In the extensive investigation, mixed reasons were given for why these terrorists could have murdered Palme. As individuals they were described as “fascists,” “political extremists,” “aggressive psychos,” and “extremely violence prone.” In addition they were “hateful” toward the prime minister and the Swedish government that had kept them locked up in jail for fifteen years. On the other hand as far as the law itself was concerned the evidence was nonexistent, the indicators weak and contradictory, the investigative results nil.
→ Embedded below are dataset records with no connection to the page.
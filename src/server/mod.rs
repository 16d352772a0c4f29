//! TCP server: listener, per-connection handler and moderation commands.

pub mod handler;
pub mod moderation;
pub mod runner;
pub mod signal;
pub mod state;

pub use runner::{run_server, serve};
pub use state::AppState;
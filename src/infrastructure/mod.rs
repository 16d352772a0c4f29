//! Infrastructure implementations of the domain ports: file-backed
//! repositories and the HTTP text-generation client.

pub mod generator;
pub mod repository;

pub use generator::HttpTextGenerator;
pub use repository::{CsvCredentialStore, CsvTokenRepository};
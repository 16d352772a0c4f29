//! User entity and role value object.

use std::fmt;

/// Role assigned to a user. Moderation commands are gated on `Admin`.
#[derive(Debug, Clone, Copy, PartialEq, Eq)]
pub enum Role {
    User,
    Admin,
}

impl Role {
    /// Parse a role from its stored textual form.
    ///
    /// Returns `None` for anything other than `"user"` or `"admin"` so that
    /// invalid records in the credential file can be skipped with a warning.
    pub fn parse(s: &str) -> Option<Role> {
        match s {
            "user" => Some(Role::User),
            "admin" => Some(Role::Admin),
            _ => None,
        }
    }

    pub fn as_str(&self) -> &'static str {
        match self {
            Role::User => "user",
            Role::Admin => "admin",
        }
    }
}

impl fmt::Display for Role {
    fn fmt(&self, f: &mut fmt::Formatter<'_>) -> fmt::Result {
        f.write_str(self.as_str())
    }
}

/// A registered user.
///
/// Users are created at registration (or loaded from the credential store at
/// startup) and never deleted at runtime. Role and mute flags are keyed by
/// username and survive disconnects.
#[derive(Debug, Clone)]
pub struct User {
    pub username: String,
    pub password_hash: String,
    pub role: Role,
    pub muted: bool,
}

impl User {
    pub fn new(username: String, password_hash: String, role: Role) -> Self {
        Self {
            username,
            password_hash,
            role,
            muted: false,
        }
    }

    pub fn is_admin(&self) -> bool {
        self.role == Role::Admin
    }
}
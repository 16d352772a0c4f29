//! CSV-file repositories for users and session tokens.
//!
//! The user file carries a `username,password,role` header and is shared
//! with the registration flow; the token file is headerless
//! `username,secret,expires_at` lines. Both tolerate a missing file at
//! startup and skip malformed lines with a warning instead of failing the
//! whole load.

use std::path::{Path, PathBuf};

use async_trait::async_trait;
use tokio::fs::OpenOptions;
use tokio::io::AsyncWriteExt;

use crate::domain::{CredentialStore, RepositoryError, Role, Token, TokenRepository, User};

const USERS_HEADER: &str = "username,password,role";

/// Credential store backed by a `users.csv` file.
pub struct CsvCredentialStore {
    path: PathBuf,
}

impl CsvCredentialStore {
    pub fn new(path: impl Into<PathBuf>) -> Self {
        Self { path: path.into() }
    }
}

#[async_trait]
impl CredentialStore for CsvCredentialStore {
    async fn load_users(&self) -> Result<Vec<User>, RepositoryError> {
        let content = match tokio::fs::read_to_string(&self.path).await {
            Ok(content) => content,
            Err(e) if e.kind() == std::io::ErrorKind::NotFound => {
                tracing::warn!(
                    "Could not load users from {}: file not found",
                    self.path.display()
                );
                return Ok(Vec::new());
            }
            Err(e) => return Err(e.into()),
        };

        let mut users = Vec::new();
        for line in content.lines() {
            if line.is_empty() || line.starts_with(USERS_HEADER) {
                continue;
            }
            let parts: Vec<&str> = line.split(',').collect();
            if parts.len() != 3 {
                tracing::warn!("Skipping malformed user record: {}", line);
                continue;
            }
            let username = parts[0].trim();
            let password = parts[1].trim();
            match Role::parse(parts[2].trim()) {
                Some(role) => {
                    users.push(User::new(username.to_string(), password.to_string(), role))
                }
                None => tracing::warn!("Invalid role for user: {}", username),
            }
        }
        Ok(users)
    }

    async fn append_user(&self, user: &User) -> Result<(), RepositoryError> {
        ensure_parent_dir(&self.path).await?;
        let fresh = !tokio::fs::try_exists(&self.path).await.unwrap_or(false);
        let mut file = OpenOptions::new()
            .create(true)
            .append(true)
            .open(&self.path)
            .await?;
        if fresh {
            file.write_all(format!("{USERS_HEADER}\n").as_bytes()).await?;
        }
        file.write_all(
            format!("{},{},{}\n", user.username, user.password_hash, user.role).as_bytes(),
        )
        .await?;
        file.flush().await?;
        Ok(())
    }
}

/// Token repository backed by a `tokens.csv` file.
///
/// Issuance appends; a refresh rewrites the whole file through
/// [`TokenRepository::rewrite_all`].
pub struct CsvTokenRepository {
    path: PathBuf,
}

impl CsvTokenRepository {
    pub fn new(path: impl Into<PathBuf>) -> Self {
        Self { path: path.into() }
    }

    fn record(token: &Token) -> String {
        format!("{},{},{}\n", token.username, token.secret, token.expires_at)
    }
}

#[async_trait]
impl TokenRepository for CsvTokenRepository {
    async fn load_tokens(&self) -> Result<Vec<Token>, RepositoryError> {
        let content = match tokio::fs::read_to_string(&self.path).await {
            Ok(content) => content,
            Err(e) if e.kind() == std::io::ErrorKind::NotFound => return Ok(Vec::new()),
            Err(e) => return Err(e.into()),
        };

        let mut tokens = Vec::new();
        for line in content.lines() {
            if line.is_empty() {
                continue;
            }
            let parts: Vec<&str> = line.split(',').collect();
            let parsed = match parts.as_slice() {
                [username, secret, expires_at] => {
                    expires_at.trim().parse::<i64>().ok().map(|expires_at| Token {
                        username: username.trim().to_string(),
                        secret: secret.trim().to_string(),
                        expires_at,
                    })
                }
                _ => None,
            };
            match parsed {
                Some(token) => tokens.push(token),
                None => tracing::warn!("Skipping malformed token record: {}", line),
            }
        }
        Ok(tokens)
    }

    async fn append(&self, token: &Token) -> Result<(), RepositoryError> {
        ensure_parent_dir(&self.path).await?;
        let mut file = OpenOptions::new()
            .create(true)
            .append(true)
            .open(&self.path)
            .await?;
        file.write_all(Self::record(token).as_bytes()).await?;
        file.flush().await?;
        Ok(())
    }

    async fn rewrite_all(&self, tokens: &[Token]) -> Result<(), RepositoryError> {
        ensure_parent_dir(&self.path).await?;
        let mut content = String::new();
        for token in tokens {
            content.push_str(&Self::record(token));
        }
        tokio::fs::write(&self.path, content).await?;
        Ok(())
    }
}

async fn ensure_parent_dir(path: &Path) -> Result<(), RepositoryError> {
    if let Some(parent) = path.parent() {
        if !parent.as_os_str().is_empty() {
            tokio::fs::create_dir_all(parent).await?;
        }
    }
    Ok(())
}
//! Core domain types and the repository traits implemented by the
//! infrastructure layer.

pub mod error;
pub mod repository;
pub mod token;
pub mod user;

pub use error::RepositoryError;
pub use repository::{CredentialStore, TokenRepository};
pub use token::Token;
pub use user::{Role, User};
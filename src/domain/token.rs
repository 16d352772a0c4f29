//! Session token entity.

use uuid::Uuid;

/// An opaque, expiring credential that lets a user reconnect without
/// re-entering a password.
///
/// At most one token is active per username; issuing a new one replaces the
/// previous entry. Refreshing extends `expires_at` but never changes the
/// secret.
#[derive(Debug, Clone, PartialEq, Eq)]
pub struct Token {
    pub username: String,
    pub secret: String,
    /// Unix timestamp (seconds) after which the token is invalid
    pub expires_at: i64,
}

impl Token {
    /// Generate a fresh token with a random secret valid for `ttl_secs`.
    pub fn generate(username: &str, now: i64, ttl_secs: i64) -> Self {
        Self {
            username: username.to_string(),
            secret: Uuid::new_v4().to_string(),
            expires_at: now + ttl_secs,
        }
    }

    pub fn is_expired(&self, now: i64) -> bool {
        now > self.expires_at
    }

    /// Extend the expiry to `now + ttl_secs`. The secret stays stable.
    pub fn refresh(&mut self, now: i64, ttl_secs: i64) {
        self.expires_at = now + ttl_secs;
    }
}
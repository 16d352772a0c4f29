//! Errors raised by the persistence layer.

use thiserror::Error;

/// Errors from a credential store or token repository
#[derive(Debug, Error)]
pub enum RepositoryError {
    /// Underlying file or I/O failure
    #[error("I/O error: {0}")]
    Io(#[from] std::io::Error),
}
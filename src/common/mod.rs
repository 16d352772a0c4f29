//! Shared utilities used across the server.

pub mod logger;
pub mod time;
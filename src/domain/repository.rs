//! Repository traits required by the domain services.
//!
//! The auth services depend on these traits; the infrastructure layer
//! provides the concrete (file-backed) implementations.

use async_trait::async_trait;

use super::{RepositoryError, Token, User};

/// Durable store of registered users.
///
/// Loaded once at startup; registration appends. The interactive
/// login/registration console flow owns the file format.
#[async_trait]
pub trait CredentialStore: Send + Sync {
    /// Load every registered user. A missing backing file yields an empty
    /// list, not an error.
    async fn load_users(&self) -> Result<Vec<User>, RepositoryError>;

    /// Append a newly registered user.
    async fn append_user(&self, user: &User) -> Result<(), RepositoryError>;
}

/// Durable store of session tokens, tolerant of process restart.
#[async_trait]
pub trait TokenRepository: Send + Sync {
    /// Load every persisted token record, including expired ones; the token
    /// store decides what to keep.
    async fn load_tokens(&self) -> Result<Vec<Token>, RepositoryError>;

    /// Append one freshly issued token.
    async fn append(&self, token: &Token) -> Result<(), RepositoryError>;

    /// Replace the whole file with the given records (used after a refresh).
    async fn rewrite_all(&self, tokens: &[Token]) -> Result<(), RepositoryError>;
}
If they really had murdered Palme-“that they had very strong reasons to want to see Olof Palme eliminated and that this motive is one of the most convincing in the entire investigation”-then of course their categorical denial conflicted with their whole terrorist tradition, their worldview, and their own personalities. “It was the most ridiculous thing I’d ever heard,” as one of them summarized their common attitude, when before an interrogation he was named as being suspected of complicity in the murder of the Swedish prime minister.
I’m inclined to agree with you, and because you’ve been in prison in Kumla the whole time it wasn’t you at any rate who ran into Witness Three on David Bagares gata, thought Lisa Mattei, taking out the binder with the “Iran/Iraq track.”
All due respect to the violent traditions of the Balkans, but what do we have here? she thought.
On March 5, less than a week after the murder, an anonymous informant called the Swedish secret police with a tip. The day before in the morning “on Riksgatan between the two parliament buildings” he had observed “a slightly balding man, about thirty-five years old, dressed in a brown coat, black pants, and black shoes.” The man appeared to be “under the influence of something, behaved aggressively, and called out Olof Palme’s name at least three times.” According to the informant, he was “Iranian or possibly Iraqi,” was named “Yussef, or possibly Yussuf, Ibrahim,” and “worked as a dishwasher at the Opera Cellar,” a few blocks away from the Parliament Building.